● **Supplied entries**:
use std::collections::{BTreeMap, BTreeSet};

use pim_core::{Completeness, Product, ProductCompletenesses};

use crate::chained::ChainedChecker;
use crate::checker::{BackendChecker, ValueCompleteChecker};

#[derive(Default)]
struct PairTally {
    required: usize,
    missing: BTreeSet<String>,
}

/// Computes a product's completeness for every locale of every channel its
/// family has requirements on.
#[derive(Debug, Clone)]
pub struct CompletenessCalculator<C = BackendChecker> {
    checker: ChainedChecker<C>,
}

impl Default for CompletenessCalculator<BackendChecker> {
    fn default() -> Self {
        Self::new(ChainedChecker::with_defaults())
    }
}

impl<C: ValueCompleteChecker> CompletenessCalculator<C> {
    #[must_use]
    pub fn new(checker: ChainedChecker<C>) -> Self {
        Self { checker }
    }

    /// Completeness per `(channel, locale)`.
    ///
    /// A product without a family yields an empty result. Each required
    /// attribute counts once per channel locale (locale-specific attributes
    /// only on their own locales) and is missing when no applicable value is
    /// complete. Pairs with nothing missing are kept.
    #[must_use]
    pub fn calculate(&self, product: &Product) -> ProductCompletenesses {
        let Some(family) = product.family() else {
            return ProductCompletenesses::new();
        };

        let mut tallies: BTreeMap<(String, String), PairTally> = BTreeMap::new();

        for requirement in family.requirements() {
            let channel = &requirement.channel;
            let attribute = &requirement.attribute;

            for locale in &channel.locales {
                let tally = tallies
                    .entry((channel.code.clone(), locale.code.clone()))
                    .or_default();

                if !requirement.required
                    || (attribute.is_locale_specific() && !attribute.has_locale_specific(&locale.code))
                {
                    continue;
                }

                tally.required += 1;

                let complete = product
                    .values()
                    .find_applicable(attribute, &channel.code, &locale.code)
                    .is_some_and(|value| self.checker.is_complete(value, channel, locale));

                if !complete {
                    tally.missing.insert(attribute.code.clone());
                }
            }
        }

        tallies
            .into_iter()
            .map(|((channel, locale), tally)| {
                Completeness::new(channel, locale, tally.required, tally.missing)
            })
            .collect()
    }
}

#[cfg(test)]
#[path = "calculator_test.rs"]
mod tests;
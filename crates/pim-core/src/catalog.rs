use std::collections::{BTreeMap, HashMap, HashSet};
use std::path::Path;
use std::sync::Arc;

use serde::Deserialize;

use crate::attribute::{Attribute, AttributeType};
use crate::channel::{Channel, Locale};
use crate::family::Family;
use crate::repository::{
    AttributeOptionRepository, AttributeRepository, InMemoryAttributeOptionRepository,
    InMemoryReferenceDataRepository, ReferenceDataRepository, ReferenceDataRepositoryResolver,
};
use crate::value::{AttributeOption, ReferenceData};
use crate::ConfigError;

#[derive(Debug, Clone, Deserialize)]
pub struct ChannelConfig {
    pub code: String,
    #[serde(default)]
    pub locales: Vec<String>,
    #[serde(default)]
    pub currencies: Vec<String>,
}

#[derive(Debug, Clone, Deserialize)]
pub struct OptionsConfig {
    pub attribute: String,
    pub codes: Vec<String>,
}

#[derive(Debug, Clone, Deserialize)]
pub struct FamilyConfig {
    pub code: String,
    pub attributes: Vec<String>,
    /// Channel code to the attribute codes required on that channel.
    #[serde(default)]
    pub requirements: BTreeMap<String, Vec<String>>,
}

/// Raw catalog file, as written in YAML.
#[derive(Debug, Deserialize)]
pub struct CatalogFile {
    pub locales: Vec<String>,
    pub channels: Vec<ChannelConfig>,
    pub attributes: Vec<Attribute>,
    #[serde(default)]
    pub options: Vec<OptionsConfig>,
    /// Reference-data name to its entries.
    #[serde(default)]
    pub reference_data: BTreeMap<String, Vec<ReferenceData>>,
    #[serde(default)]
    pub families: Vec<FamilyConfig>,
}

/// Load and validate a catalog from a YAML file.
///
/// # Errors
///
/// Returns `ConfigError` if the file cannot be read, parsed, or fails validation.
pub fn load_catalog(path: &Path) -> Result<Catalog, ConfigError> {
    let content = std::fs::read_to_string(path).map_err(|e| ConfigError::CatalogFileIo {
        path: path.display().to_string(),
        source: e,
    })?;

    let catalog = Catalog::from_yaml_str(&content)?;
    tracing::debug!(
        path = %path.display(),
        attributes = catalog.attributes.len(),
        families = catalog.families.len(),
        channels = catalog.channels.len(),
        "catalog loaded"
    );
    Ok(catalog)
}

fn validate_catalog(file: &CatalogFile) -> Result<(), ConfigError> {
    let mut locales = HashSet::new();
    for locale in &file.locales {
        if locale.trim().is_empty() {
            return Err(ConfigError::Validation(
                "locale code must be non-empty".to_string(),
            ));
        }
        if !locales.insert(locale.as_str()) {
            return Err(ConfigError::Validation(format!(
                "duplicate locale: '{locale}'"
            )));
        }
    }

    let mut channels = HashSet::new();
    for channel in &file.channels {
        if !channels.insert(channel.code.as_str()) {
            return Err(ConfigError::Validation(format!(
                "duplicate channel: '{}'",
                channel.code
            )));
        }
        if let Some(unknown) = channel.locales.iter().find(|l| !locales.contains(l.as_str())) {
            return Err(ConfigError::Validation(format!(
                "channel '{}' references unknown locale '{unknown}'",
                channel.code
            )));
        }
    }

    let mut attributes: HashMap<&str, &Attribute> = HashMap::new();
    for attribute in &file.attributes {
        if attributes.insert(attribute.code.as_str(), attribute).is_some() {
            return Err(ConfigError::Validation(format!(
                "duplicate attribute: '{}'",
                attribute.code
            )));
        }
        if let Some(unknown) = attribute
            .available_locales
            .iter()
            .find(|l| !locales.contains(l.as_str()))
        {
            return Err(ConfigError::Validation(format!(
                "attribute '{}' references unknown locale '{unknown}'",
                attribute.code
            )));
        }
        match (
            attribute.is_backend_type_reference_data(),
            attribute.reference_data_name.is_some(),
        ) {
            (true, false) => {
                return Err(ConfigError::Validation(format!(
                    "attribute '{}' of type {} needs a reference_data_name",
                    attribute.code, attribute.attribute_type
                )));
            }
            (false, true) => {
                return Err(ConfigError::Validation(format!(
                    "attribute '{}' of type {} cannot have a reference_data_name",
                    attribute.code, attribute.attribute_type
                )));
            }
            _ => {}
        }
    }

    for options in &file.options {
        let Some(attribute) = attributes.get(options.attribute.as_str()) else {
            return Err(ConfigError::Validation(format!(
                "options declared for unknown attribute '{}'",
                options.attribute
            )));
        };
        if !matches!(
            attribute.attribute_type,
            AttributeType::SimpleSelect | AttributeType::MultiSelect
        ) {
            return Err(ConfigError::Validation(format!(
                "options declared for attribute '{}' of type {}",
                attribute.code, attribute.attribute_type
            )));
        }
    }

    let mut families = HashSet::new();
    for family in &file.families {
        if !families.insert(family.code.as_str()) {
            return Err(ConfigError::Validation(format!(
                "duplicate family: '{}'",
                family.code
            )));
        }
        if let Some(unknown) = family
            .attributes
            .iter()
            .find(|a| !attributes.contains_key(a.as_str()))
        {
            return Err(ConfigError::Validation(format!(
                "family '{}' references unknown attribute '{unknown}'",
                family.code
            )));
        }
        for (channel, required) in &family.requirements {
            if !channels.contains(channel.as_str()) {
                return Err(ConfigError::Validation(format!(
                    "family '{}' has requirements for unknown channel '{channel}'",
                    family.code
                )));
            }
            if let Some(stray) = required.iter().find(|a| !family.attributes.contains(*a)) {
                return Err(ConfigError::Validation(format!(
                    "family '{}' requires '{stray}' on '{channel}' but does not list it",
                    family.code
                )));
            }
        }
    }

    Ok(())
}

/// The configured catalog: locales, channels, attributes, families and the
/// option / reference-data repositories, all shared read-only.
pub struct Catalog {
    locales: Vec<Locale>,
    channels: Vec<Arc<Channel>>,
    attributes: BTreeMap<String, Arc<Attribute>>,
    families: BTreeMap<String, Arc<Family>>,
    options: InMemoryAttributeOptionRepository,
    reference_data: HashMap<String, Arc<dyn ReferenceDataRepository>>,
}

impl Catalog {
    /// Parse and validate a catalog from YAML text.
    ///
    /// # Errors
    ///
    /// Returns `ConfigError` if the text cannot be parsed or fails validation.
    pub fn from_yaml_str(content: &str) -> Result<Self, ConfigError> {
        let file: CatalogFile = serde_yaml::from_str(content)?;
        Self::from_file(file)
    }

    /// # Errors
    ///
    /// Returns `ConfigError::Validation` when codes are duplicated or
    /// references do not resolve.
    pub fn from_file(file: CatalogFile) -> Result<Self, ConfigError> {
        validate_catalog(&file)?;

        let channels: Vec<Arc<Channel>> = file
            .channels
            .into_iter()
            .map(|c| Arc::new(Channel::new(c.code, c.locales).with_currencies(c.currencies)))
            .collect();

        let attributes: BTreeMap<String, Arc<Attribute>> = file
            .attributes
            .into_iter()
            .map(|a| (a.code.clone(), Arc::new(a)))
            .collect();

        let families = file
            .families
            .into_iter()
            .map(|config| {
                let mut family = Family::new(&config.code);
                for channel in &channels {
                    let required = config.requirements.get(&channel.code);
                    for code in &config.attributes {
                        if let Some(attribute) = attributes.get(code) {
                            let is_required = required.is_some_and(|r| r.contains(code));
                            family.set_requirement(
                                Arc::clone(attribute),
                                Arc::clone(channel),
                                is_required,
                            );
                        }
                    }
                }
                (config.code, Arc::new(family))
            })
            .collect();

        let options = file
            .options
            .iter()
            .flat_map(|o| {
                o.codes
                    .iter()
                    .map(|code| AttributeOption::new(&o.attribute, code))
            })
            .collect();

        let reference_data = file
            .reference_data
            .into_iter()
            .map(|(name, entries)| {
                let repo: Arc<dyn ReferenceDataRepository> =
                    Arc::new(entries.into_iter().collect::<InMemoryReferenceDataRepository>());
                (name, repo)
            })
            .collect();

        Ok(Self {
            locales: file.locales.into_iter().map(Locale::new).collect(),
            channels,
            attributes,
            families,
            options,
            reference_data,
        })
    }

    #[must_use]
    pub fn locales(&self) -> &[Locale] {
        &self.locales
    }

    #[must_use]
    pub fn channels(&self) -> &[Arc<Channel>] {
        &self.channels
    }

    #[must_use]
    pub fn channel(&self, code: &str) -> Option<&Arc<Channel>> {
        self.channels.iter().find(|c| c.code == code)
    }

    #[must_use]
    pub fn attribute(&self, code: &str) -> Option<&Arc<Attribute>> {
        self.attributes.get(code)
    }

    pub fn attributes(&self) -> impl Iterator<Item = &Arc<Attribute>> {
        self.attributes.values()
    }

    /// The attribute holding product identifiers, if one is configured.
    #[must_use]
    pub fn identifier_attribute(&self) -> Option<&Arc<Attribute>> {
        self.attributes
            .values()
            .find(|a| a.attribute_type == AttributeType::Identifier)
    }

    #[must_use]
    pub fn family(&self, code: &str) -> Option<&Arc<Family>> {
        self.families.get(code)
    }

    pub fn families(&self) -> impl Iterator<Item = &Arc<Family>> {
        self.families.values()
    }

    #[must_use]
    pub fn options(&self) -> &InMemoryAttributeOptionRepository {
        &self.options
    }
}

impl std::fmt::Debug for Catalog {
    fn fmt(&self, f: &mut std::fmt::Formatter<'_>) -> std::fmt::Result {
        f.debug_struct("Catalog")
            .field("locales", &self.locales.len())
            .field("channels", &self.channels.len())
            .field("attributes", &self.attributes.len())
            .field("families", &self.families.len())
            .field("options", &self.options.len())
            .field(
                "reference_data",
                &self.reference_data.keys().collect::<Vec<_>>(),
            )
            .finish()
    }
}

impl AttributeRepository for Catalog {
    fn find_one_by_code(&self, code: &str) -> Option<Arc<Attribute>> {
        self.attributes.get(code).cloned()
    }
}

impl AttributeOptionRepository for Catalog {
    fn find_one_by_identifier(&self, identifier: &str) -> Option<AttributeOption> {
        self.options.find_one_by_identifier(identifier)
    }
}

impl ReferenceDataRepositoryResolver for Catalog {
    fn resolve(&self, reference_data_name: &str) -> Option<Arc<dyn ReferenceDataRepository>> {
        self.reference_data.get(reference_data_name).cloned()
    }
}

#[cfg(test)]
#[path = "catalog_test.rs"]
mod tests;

● **Exercise brief**: This exercise requires the lines of the entries containing the string "Item".

● **Problem solution**:
    pub fn attributes(&self) -> impl Iterator<Item = &Arc<Attribute>> {
    pub fn families(&self) -> impl Iterator<Item = &Arc<Family>> {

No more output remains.